_Problem_. Would you transcribe the line containing "let (ack, done) = oneshot::channel();" and every line after it, through the end of the records below, exactly and with nothing else?

_Source material_.
======

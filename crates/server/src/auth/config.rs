// Authentication configuration loaded from environment variables.
// Decision: AUTH_ prefix for token and cookie settings, JWT_SECRET kept for deploy compatibility
// Decision: Registration and login tokens keep separate lifetimes

use anyhow::{bail, Result};
use std::time::Duration;

use super::verification::DEFAULT_CODE_TTL;

/// Registration tokens live 20 minutes unless overridden
pub const DEFAULT_REGISTER_TOKEN_LIFETIME: Duration = Duration::from_secs(20 * 60);

/// Login tokens live 24 hours unless overridden
pub const DEFAULT_LOGIN_TOKEN_LIFETIME: Duration = Duration::from_secs(24 * 60 * 60);

/// JWT configuration
#[derive(Debug, Clone)]
pub struct JwtConfig {
    /// Secret key for signing JWTs
    pub secret: String,
    /// Lifetime of the token handed out at registration
    pub register_token_lifetime: Duration,
    /// Lifetime of the token handed out at login
    pub login_token_lifetime: Duration,
}

impl Default for JwtConfig {
    fn default() -> Self {
        Self {
            secret: String::new(),
            register_token_lifetime: DEFAULT_REGISTER_TOKEN_LIFETIME,
            login_token_lifetime: DEFAULT_LOGIN_TOKEN_LIFETIME,
        }
    }
}

/// Complete authentication configuration
#[derive(Debug, Clone)]
pub struct AuthConfig {
    /// JWT configuration
    pub jwt: JwtConfig,
    /// Mark the session cookie Secure (HTTPS only)
    pub cookie_secure: bool,
    /// How long a verification code stays valid
    pub verification_code_ttl: Duration,
}

impl Default for AuthConfig {
    fn default() -> Self {
        Self {
            jwt: JwtConfig::default(),
            cookie_secure: false,
            verification_code_ttl: DEFAULT_CODE_TTL,
        }
    }
}

impl AuthConfig {
    /// Load configuration from environment variables.
    ///
    /// In dev mode a missing JWT_SECRET is replaced by a random one; otherwise
    /// it is an error.
    pub fn from_env(dev_mode: bool) -> Result<Self> {
        let secret = match std::env::var("JWT_SECRET") {
            Ok(secret) if !secret.is_empty() => secret,
            _ if dev_mode => {
                tracing::warn!("JWT_SECRET not set, generating a random secret for dev mode");
                use rand::Rng;
                let bytes: [u8; 32] = rand::thread_rng().gen();
                hex::encode(bytes)
            }
            _ => bail!("JWT_SECRET environment variable required"),
        };

        let jwt = JwtConfig {
            secret,
            register_token_lifetime: duration_from_env(
                "AUTH_REGISTER_TOKEN_LIFETIME",
                DEFAULT_REGISTER_TOKEN_LIFETIME,
            ),
            login_token_lifetime: duration_from_env(
                "AUTH_LOGIN_TOKEN_LIFETIME",
                DEFAULT_LOGIN_TOKEN_LIFETIME,
            ),
        };

        let cookie_secure = std::env::var("AUTH_COOKIE_SECURE")
            .map(|s| s.to_lowercase() == "true" || s == "1")
            .unwrap_or(false);

        Ok(Self {
            jwt,
            cookie_secure,
            verification_code_ttl: duration_from_env(
                "AUTH_VERIFICATION_CODE_TTL",
                DEFAULT_CODE_TTL,
            ),
        })
    }
}

/// Read a whole number of seconds, falling back on missing or unparsable values
fn duration_from_env(key: &str, default: Duration) -> Duration {
    std::env::var(key)
        .ok()
        .and_then(|s| s.parse().ok())
        .map(Duration::from_secs)
        .unwrap_or(default)
}
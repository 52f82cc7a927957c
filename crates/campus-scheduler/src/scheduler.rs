use std::future::Future;
use std::pin::Pin;
use std::sync::Arc;
use std::sync::atomic::Ordering;
use std::task::{Context, Poll};

use campus_core::{ConfigError, SchedulerConfig, TaskId, TransportFailure};
use serde::Serialize;
use tokio::sync::{Mutex, mpsc, oneshot};
use tokio::task::JoinHandle;
use tracing::{debug, info, warn};

use crate::{
    dispatcher::{Counters, dispatch_loop},
    errors::SchedulerError,
    messages::SchedulerCommand,
    task::{SubmitOptions, Task},
};

/// Snapshot returned by [`RequestScheduler::status`].
#[derive(Debug, Clone, Copy, PartialEq, Eq, Serialize)]
pub struct SchedulerStatus {
    pub queue_length: usize,
    pub in_flight: usize,
    pub max_concurrent: usize,
}

/// Bounds, paces and retries outbound requests.
///
/// Must be created inside a tokio runtime; the dispatcher runs as a spawned
/// task until [`RequestScheduler::shutdown`] is called or the scheduler is
/// dropped and its remaining work has drained.
#[derive(Debug)]
pub struct RequestScheduler<E> {
    cmd_tx: mpsc::UnboundedSender<SchedulerCommand<E>>,
    counters: Arc<Counters>,
    config: SchedulerConfig,
    dispatcher: Mutex<Option<JoinHandle<()>>>,
}

impl<E> RequestScheduler<E>
where
    E: TransportFailure + Send + 'static,
{
    /// Fails when `config` does not pass [`SchedulerConfig::validate`].
    pub fn new(config: SchedulerConfig) -> Result<Self, ConfigError> {
        config.validate()?;

        info!(
            max_concurrent = config.max_concurrent,
            retry_attempts = config.retry_attempts,
            "initializing request scheduler"
        );

        let (cmd_tx, cmd_rx) = mpsc::unbounded_channel();
        let counters = Arc::new(Counters::default());
        let dispatcher = tokio::spawn(dispatch_loop(config.clone(), Arc::clone(&counters), cmd_rx));

        Ok(Self {
            cmd_tx,
            counters,
            config,
            dispatcher: Mutex::new(Some(dispatcher)),
        })
    }

    /// Queues `operation` and returns a handle that settles with its final outcome.
    ///
    /// The operation is invoked once per attempt, so it must be able to build
    /// a fresh request every time it is called.
    pub fn submit<F, Fut, T>(&self, operation: F, options: SubmitOptions) -> TaskHandle<T, E>
    where
        F: FnMut() -> Fut + Send + 'static,
        Fut: Future<Output = Result<T, E>> + Send + 'static,
        T: Send + 'static,
    {
        let (reply_tx, reply_rx) = oneshot::channel();
        let retries = options.retries.unwrap_or(self.config.retry_attempts);
        let task = Task::new(operation, options.priority, retries, reply_tx);
        let id = task.id.clone();

        self.counters.queued.fetch_add(1, Ordering::SeqCst);
        if self.cmd_tx.send(SchedulerCommand::Submit(task)).is_err() {
            // the task is dropped with its reply sender; the handle reports shutdown
            self.counters.queued.fetch_sub(1, Ordering::SeqCst);
            warn!(task_id = %id, "submit after scheduler shutdown");
        }

        TaskHandle { id, rx: reply_rx }
    }

    /// Rejects every task that has not been dispatched yet.
    ///
    /// Returns the number of rejected tasks. Tasks already running keep going.
    pub async fn clear(&self) -> usize {
        let (ack, done) = oneshot::channel();
        if self.cmd_tx.send(SchedulerCommand::Clear { ack }).is_err() {
            return 0;
        }
        done.await.unwrap_or(0)
    }

    pub fn status(&self) -> SchedulerStatus {
        SchedulerStatus {
            queue_length: self.counters.queued.load(Ordering::SeqCst),
            in_flight: self.counters.in_flight.load(Ordering::SeqCst),
            max_concurrent: self.config.max_concurrent,
        }
    }

    pub fn config(&self) -> &SchedulerConfig {
        &self.config
    }

    pub async fn shutdown(&self) {
        info!("request scheduler shutdown initiated");

        let _ = self.cmd_tx.send(SchedulerCommand::Shutdown);

        if let Some(handle) = self.dispatcher.lock().await.take() {
            let _ = handle.await;
        }

        info!("request scheduler shutdown complete");
    }
}

/// Settles once with the operation's value or its final error.
#[derive(Debug)]
pub struct TaskHandle<T, E> {
    id: TaskId,
    rx: oneshot::Receiver<Result<T, SchedulerError<E>>>,
}

impl<T, E> TaskHandle<T, E> {
    pub fn id(&self) -> &TaskId {
        &self.id
    }
}

impl<T, E> Future for TaskHandle<T, E> {
    type Output = Result<T, SchedulerError<E>>;

    fn poll(mut self: Pin<&mut Self>, cx: &mut Context<'_>) -> Poll<Self::Output> {
        match Pin::new(&mut self.rx).poll(cx) {
            Poll::Ready(Ok(outcome)) => Poll::Ready(outcome),
            Poll::Ready(Err(_)) => {
                debug!(task_id = %self.id, "task dropped without settling");
                Poll::Ready(Err(SchedulerError::ShutDown))
            }
            Poll::Pending => Poll::Pending,
        }
    }
}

======

_Finished exercise_.
        let (ack, done) = oneshot::channel();
        if self.cmd_tx.send(SchedulerCommand::Clear { ack }).is_err() {
            return 0;
        }
        done.await.unwrap_or(0)
    }

    pub fn status(&self) -> SchedulerStatus {
        SchedulerStatus {
            queue_length: self.counters.queued.load(Ordering::SeqCst),
            in_flight: self.counters.in_flight.load(Ordering::SeqCst),
            max_concurrent: self.config.max_concurrent,
        }
    }

    pub fn config(&self) -> &SchedulerConfig {
        &self.config
    }

    pub async fn shutdown(&self) {
        info!("request scheduler shutdown initiated");

        let _ = self.cmd_tx.send(SchedulerCommand::Shutdown);

        if let Some(handle) = self.dispatcher.lock().await.take() {
            let _ = handle.await;
        }

        info!("request scheduler shutdown complete");
    }
}

/// Settles once with the operation's value or its final error.
#[derive(Debug)]
pub struct TaskHandle<T, E> {
    id: TaskId,
    rx: oneshot::Receiver<Result<T, SchedulerError<E>>>,
}

impl<T, E> TaskHandle<T, E> {
    pub fn id(&self) -> &TaskId {
        &self.id
    }
}

impl<T, E> Future for TaskHandle<T, E> {
    type Output = Result<T, SchedulerError<E>>;

    fn poll(mut self: Pin<&mut Self>, cx: &mut Context<'_>) -> Poll<Self::Output> {
        match Pin::new(&mut self.rx).poll(cx) {
            Poll::Ready(Ok(outcome)) => Poll::Ready(outcome),
            Poll::Ready(Err(_)) => {
                debug!(task_id = %self.id, "task dropped without settling");
                Poll::Ready(Err(SchedulerError::ShutDown))
            }
            Poll::Pending => Poll::Pending,
        }
    }
}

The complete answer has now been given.